| PROBLEM TO WORK ON |
Copy all lines containing the string "display" from the records below.

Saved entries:
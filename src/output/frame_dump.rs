use super::OutputSink;
use anyhow::{bail, Context, Result};
use image::RgbImage;
use std::path::{Path, PathBuf};

/// Records composited frames as PNG sequences, one directory per episode
///
/// Layout: `<root>/episode_0000/frame_000000.png`, ...
pub struct FrameDumper {
    root: PathBuf,
    episode: Option<usize>,
    frame: usize,
    resolution: (u32, u32),
}

impl FrameDumper {
    /// `root` must be an existing directory
    pub fn new<P: AsRef<Path>>(root: P) -> Result<Self> {
        let root = root.as_ref();
        if !root.is_dir() {
            bail!("Dump directory {} does not exist", root.display());
        }

        tracing::info!("Dumping frames to {}", root.display());

        Ok(Self {
            root: root.to_path_buf(),
            episode: None,
            frame: 0,
            resolution: (0, 0),
        })
    }

    fn episode_dir(&self, episode: usize) -> PathBuf {
        self.root.join(format!("episode_{episode:04}"))
    }
}

impl OutputSink for FrameDumper {
    fn write_frame(&mut self, frame: &RgbImage) -> Result<()> {
        if self.episode.is_none() {
            self.begin_episode()?;
        }
        let dir = self.episode_dir(self.episode.unwrap_or_default());

        let path = dir.join(format!("frame_{:06}.png", self.frame));
        frame
            .save(&path)
            .with_context(|| format!("Failed to write {}", path.display()))?;

        self.frame += 1;
        self.resolution = frame.dimensions();
        Ok(())
    }

    fn resolution(&self) -> (u32, u32) {
        self.resolution
    }

    fn begin_episode(&mut self) -> Result<()> {
        let episode = self.episode.map_or(0, |e| e + 1);
        let dir = self.episode_dir(episode);
        std::fs::create_dir_all(&dir)
            .with_context(|| format!("Failed to create {}", dir.display()))?;

        tracing::debug!("Recording episode {} to {}", episode, dir.display());
        self.episode = Some(episode);
        self.frame = 0;
        Ok(())
    }
}

#[cfg(test)]
mod tests {
    use super::*;

    #[test]
    fn frames_land_in_per_episode_directories() {
        let dir = tempfile::tempdir().unwrap();
        let mut dumper = FrameDumper::new(dir.path()).unwrap();
        let frame = RgbImage::from_pixel(3, 2, image::Rgb([1, 2, 3]));

        dumper.begin_episode().unwrap();
        dumper.write_frame(&frame).unwrap();
        dumper.write_frame(&frame).unwrap();
        dumper.begin_episode().unwrap();
        dumper.write_frame(&frame).unwrap();

        assert!(dir.path().join("episode_0000/frame_000000.png").is_file());
        assert!(dir.path().join("episode_0000/frame_000001.png").is_file());
        assert!(dir.path().join("episode_0001/frame_000000.png").is_file());
        assert_eq!(dumper.resolution(), (3, 2));

        let saved = image::open(dir.path().join("episode_0001/frame_000000.png"))
            .unwrap()
            .to_rgb8();
        assert_eq!(saved, frame);
    }

    #[test]
    fn first_frame_opens_an_episode_implicitly() {
        let dir = tempfile::tempdir().unwrap();
        let mut dumper = FrameDumper::new(dir.path()).unwrap();

        dumper
            .write_frame(&RgbImage::from_pixel(1, 1, image::Rgb([0, 0, 0])))
            .unwrap();
        assert!(dir.path().join("episode_0000/frame_000000.png").is_file());
    }

    #[test]
    fn missing_directory_is_rejected() {
        let dir = tempfile::tempdir().unwrap();
        assert!(FrameDumper::new(dir.path().join("absent")).is_err());
    }
}
use super::types::ImageSource;
use crate::frame::{Frame, Shape};
use anyhow::Result;
use ndarray::Array3;
use rand::rngs::StdRng;
use rand::Rng;
use rand_distr::StandardNormal;

pub const DEFAULT_NOISE_STRENGTH: f32 = 50.0;

/// Gaussian noise background, half-rectified
///
/// Every value is `max(0, strength * N(0, 1))`, freshly sampled on each call.
/// Values are not bounded above.
pub struct NoiseSource<R: Rng = StdRng> {
    shape: Shape,
    strength: f32,
    rng: R,
}

impl<R: Rng> NoiseSource<R> {
    pub fn new(shape: Shape, rng: R) -> Self {
        Self::with_strength(shape, DEFAULT_NOISE_STRENGTH, rng)
    }

    pub fn with_strength(shape: Shape, strength: f32, rng: R) -> Self {
        Self {
            shape,
            strength,
            rng,
        }
    }

    pub fn strength(&self) -> f32 {
        self.strength
    }
}

impl<R: Rng> ImageSource for NoiseSource<R> {
    fn get_image(&mut self) -> Result<Frame> {
        let strength = self.strength;
        let rng = &mut self.rng;
        Ok(Array3::from_shape_simple_fn(
            (self.shape.height, self.shape.width, 3),
            || {
                let sample: f32 = rng.sample(StandardNormal);
                (strength * sample).max(0.0)
            },
        ))
    }

    fn shape(&self) -> Shape {
        self.shape
    }
}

| RESPONSE BOX |
            bail!("Dump directory {} does not exist", root.display());
        tracing::info!("Dumping frames to {}", root.display());
            .with_context(|| format!("Failed to write {}", path.display()))?;
            .with_context(|| format!("Failed to create {}", dir.display()))?;
        tracing::debug!("Recording episode {} to {}", episode, dir.display());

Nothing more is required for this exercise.